┌──

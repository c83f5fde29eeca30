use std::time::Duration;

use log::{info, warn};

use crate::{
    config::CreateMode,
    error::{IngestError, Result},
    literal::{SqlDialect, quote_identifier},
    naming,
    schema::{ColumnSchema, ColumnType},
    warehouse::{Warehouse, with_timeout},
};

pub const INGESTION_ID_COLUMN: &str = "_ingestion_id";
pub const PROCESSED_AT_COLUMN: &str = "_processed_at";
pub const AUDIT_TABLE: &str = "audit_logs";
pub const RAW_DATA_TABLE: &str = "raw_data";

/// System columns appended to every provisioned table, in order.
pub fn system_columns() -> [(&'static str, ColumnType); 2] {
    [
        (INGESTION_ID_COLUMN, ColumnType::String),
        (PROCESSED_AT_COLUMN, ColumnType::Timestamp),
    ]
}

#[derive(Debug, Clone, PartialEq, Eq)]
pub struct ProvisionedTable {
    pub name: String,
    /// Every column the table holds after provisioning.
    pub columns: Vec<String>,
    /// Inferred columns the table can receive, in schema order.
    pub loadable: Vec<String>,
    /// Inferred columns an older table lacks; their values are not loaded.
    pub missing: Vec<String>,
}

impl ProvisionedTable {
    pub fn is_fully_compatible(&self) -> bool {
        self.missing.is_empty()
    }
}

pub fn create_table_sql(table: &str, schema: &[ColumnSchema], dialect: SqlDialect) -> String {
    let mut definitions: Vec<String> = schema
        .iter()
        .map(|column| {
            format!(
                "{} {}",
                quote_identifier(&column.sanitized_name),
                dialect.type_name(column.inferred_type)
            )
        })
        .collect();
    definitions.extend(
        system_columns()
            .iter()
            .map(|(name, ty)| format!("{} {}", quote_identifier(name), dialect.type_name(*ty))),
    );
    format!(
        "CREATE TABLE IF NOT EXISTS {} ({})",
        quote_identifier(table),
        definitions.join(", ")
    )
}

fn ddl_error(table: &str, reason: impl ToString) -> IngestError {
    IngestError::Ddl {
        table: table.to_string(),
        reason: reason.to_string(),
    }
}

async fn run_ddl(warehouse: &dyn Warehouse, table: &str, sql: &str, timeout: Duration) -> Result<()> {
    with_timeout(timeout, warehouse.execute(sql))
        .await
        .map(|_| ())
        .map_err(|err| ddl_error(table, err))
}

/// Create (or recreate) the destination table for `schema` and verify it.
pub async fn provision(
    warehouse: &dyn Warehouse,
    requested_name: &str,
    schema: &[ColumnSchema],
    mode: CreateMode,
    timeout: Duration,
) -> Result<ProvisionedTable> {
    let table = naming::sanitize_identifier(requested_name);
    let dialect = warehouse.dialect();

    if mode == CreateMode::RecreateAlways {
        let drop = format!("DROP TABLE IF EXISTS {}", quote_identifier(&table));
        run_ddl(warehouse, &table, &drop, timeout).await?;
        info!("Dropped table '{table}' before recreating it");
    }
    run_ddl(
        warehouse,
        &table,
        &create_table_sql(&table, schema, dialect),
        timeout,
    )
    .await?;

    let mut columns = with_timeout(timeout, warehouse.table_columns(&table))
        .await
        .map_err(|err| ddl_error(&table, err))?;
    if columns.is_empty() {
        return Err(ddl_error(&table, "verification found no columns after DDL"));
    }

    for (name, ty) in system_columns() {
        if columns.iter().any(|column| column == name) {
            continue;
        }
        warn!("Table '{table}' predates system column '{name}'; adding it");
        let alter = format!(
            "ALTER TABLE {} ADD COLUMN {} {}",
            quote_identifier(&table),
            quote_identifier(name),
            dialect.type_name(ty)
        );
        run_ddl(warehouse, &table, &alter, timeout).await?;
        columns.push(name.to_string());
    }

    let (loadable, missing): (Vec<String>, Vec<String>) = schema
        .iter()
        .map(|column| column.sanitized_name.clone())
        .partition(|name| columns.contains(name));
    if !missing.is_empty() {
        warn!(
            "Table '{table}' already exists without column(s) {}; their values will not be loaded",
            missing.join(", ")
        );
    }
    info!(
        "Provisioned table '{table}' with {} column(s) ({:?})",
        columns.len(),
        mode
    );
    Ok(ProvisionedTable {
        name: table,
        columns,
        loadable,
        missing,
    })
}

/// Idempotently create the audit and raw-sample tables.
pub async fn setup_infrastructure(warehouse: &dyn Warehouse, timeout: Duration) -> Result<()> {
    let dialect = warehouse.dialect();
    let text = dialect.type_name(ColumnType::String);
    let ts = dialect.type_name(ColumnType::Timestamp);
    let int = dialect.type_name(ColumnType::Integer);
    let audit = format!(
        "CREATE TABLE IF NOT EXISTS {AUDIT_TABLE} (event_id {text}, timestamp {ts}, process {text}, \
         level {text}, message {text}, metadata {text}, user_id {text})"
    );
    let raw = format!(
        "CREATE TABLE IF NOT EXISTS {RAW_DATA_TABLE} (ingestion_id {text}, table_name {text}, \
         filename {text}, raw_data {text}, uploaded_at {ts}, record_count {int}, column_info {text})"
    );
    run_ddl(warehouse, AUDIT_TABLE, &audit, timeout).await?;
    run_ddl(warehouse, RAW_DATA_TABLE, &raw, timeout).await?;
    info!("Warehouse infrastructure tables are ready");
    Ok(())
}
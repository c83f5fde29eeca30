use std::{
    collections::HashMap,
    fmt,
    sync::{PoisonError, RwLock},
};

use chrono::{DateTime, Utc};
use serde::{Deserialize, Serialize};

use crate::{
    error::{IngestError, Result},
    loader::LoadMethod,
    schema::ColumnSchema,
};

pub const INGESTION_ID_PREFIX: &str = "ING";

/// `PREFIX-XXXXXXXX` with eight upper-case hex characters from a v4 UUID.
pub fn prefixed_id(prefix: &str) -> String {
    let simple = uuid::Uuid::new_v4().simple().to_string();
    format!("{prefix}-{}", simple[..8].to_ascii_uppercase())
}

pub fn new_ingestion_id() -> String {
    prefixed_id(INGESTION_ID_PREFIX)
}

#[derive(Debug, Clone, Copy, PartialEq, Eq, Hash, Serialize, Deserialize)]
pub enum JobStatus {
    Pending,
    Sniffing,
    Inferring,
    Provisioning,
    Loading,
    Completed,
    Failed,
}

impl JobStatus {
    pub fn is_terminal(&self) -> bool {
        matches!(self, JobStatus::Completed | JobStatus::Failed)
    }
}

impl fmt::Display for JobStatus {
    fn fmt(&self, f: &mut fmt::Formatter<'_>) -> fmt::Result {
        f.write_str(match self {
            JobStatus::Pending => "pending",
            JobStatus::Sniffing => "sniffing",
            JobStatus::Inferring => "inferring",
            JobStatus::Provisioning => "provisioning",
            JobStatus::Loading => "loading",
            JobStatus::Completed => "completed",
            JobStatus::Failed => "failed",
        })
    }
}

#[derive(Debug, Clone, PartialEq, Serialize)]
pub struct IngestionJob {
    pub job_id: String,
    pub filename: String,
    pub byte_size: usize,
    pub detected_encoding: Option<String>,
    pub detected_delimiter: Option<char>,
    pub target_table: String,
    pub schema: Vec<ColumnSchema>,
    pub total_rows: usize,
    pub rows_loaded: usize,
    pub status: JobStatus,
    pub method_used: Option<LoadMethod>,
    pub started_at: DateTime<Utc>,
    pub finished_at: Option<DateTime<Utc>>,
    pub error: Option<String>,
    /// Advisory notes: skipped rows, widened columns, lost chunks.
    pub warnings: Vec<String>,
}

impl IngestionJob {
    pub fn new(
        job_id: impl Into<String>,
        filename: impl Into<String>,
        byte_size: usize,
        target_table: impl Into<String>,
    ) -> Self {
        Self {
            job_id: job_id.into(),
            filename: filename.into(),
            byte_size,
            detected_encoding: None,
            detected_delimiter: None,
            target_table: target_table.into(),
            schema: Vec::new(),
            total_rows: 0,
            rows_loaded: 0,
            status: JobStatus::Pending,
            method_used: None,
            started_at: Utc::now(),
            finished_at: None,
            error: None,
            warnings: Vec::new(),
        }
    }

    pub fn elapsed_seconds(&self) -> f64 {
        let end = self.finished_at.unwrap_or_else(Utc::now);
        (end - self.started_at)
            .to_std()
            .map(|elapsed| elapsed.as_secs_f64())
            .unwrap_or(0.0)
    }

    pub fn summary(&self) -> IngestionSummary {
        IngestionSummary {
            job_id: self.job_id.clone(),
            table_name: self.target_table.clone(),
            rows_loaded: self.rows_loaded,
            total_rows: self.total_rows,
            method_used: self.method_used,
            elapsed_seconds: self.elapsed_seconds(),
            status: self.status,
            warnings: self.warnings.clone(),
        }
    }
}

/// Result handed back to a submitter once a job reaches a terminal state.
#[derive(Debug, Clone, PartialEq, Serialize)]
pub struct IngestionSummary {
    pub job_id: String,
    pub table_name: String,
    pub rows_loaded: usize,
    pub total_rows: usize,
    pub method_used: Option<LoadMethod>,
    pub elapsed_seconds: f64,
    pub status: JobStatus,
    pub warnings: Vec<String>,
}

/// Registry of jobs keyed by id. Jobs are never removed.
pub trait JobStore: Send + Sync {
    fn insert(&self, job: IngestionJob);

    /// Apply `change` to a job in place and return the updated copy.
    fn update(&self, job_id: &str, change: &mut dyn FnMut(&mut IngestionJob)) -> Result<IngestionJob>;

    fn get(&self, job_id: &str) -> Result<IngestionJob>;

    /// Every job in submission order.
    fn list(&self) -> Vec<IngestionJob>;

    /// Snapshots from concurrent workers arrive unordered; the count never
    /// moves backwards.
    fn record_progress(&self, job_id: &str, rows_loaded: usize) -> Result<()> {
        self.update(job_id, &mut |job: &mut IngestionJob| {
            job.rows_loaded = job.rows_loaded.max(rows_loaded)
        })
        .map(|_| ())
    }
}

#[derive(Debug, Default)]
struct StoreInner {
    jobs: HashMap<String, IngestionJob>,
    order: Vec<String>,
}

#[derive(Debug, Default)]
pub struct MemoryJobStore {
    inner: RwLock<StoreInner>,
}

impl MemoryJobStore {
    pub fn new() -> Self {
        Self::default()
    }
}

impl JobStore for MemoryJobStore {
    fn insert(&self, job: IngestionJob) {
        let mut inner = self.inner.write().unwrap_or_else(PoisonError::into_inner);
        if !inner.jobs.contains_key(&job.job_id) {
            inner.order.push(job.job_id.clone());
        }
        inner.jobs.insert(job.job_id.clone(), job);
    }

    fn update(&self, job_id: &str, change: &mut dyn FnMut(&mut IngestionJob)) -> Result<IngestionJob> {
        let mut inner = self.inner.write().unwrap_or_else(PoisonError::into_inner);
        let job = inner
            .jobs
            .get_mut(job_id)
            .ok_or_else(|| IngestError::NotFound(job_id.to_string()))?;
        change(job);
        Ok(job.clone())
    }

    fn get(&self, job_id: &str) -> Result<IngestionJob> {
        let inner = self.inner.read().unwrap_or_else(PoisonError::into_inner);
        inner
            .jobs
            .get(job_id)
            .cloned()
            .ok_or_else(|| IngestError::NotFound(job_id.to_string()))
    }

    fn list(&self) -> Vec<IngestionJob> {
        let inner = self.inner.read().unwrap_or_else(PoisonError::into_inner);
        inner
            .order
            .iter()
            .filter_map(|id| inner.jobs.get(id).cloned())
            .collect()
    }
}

└──

> [TASK DIRECTIONS]
Which lines hold the word "IngestError"? Copy each of them from the records.

> [RESULT]
    error::{IngestError, Result},
fn ddl_error(table: &str, reason: impl ToString) -> IngestError {
    IngestError::Ddl {
    error::{IngestError, Result},
            .ok_or_else(|| IngestError::NotFound(job_id.to_string()))?;
            .ok_or_else(|| IngestError::NotFound(job_id.to_string()))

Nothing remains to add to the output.